Das Jahr 2000 war das Jahr der Physik. Neben fünf zentralen Veranstaltungen fanden überall in Deutschland an Universitäten, an Forschungseinrichtungen und an Schulen Aktionen und Experimente statt. Viele bekannte und nicht so bekannte physikalischen Phänomene wurden dabei anschaulich erklärt. Aber wie sah es in diesem Jahr mit neuen Erkenntnissen der Grundlagenwissenschaft aus? Welche Entdeckungen konnten in den letzten zwölf Monaten gemacht werden? Blicken wir auf zehn Höhepunkte des Jahres 2000 zurück.
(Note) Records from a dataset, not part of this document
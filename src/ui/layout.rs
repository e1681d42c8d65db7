//! Page layout, header and status bar

use crate::app::App;
use crate::state::Phase;
use ratatui::{
    layout::{Alignment, Constraint, Direction, Layout, Rect},
    style::{Color, Modifier, Style},
    text::{Line, Span},
    widgets::{Block, Borders, Paragraph},
    Frame,
};

/// Split the screen into header, main content and status bar
pub fn split(area: Rect) -> (Rect, Rect, Rect) {
    let chunks = Layout::default()
        .direction(Direction::Vertical)
        .constraints([
            Constraint::Length(3),
            Constraint::Min(10),
            Constraint::Length(1),
        ])
        .split(area);
    (chunks[0], chunks[1], chunks[2])
}

/// Draw the venue header
pub fn draw_header(frame: &mut Frame, area: Rect, app: &App) {
    let title = Line::from(vec![
        Span::styled(
            app.venue(),
            Style::default()
                .fg(Color::Yellow)
                .add_modifier(Modifier::BOLD),
        ),
        Span::raw("  ·  Solicitud de Factura Electrónica"),
    ]);

    let header = Paragraph::new(title)
        .alignment(Alignment::Center)
        .block(Block::default().borders(Borders::ALL));
    frame.render_widget(header, area);
}

/// Draw the bottom status bar with key hints and the in-flight indicator
pub fn draw_status_bar(frame: &mut Frame, area: Rect, app: &App) {
    let status = match app.state.phase {
        Phase::Consulting { .. } => Span::styled(
            " Consultando... ",
            Style::default().fg(Color::Yellow),
        ),
        Phase::Submitting => Span::styled(" Enviando... ", Style::default().fg(Color::Yellow)),
        Phase::Consulted => Span::styled(" Documento consultado ", Style::default().fg(Color::Green)),
        Phase::Expired => Span::styled(" Enlace vencido ", Style::default().fg(Color::Red)),
        Phase::Idle => Span::raw(""),
    };

    let hints = Line::from(vec![
        status,
        Span::styled(" Tab", Style::default().fg(Color::Cyan)),
        Span::raw(" campo siguiente  "),
        Span::styled("Enter", Style::default().fg(Color::Cyan)),
        Span::raw(" activar  "),
        Span::styled("Ctrl+C", Style::default().fg(Color::Cyan)),
        Span::raw(" salir"),
    ]);

    frame.render_widget(Paragraph::new(hints), area);
}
  1. Wechselvolles Jahr am CERN

    Im Nachhinein wird vielleicht vielen Forschern am CERN das Jahr 2000 wie ein Ritt auf einer Achterbahn vorkommen, schließlich stellte es für das europäische Teilchenlabor ein regelrechtes Auf und Ab dar. Gleich zu Beginn des Jahres konnten die Wissenschaftler mit einer fulminanten Entdeckung aufwarten: Sie hatten einen Zustand der Materie hergestellt, von dem man annimmt, dass er kurz nach dem Urknall existierte. In diesem Quark-Gluonen-Plasma befinden sich die Quarks nicht innerhalb von Protonen und Neutronen, wie es normalerweise der Fall ist, sondern wirbeln wild in einem Plasma umher. Seit Juni steht im Brookhaven National Laboratorys der Relativistic Heavy Ion Collider (RHIC) zur Verfügung. Mit ihm wollen die Teilchenphysiker die Eigenschaften des Quark-Gluonen-Plasma im Detail untersuchen.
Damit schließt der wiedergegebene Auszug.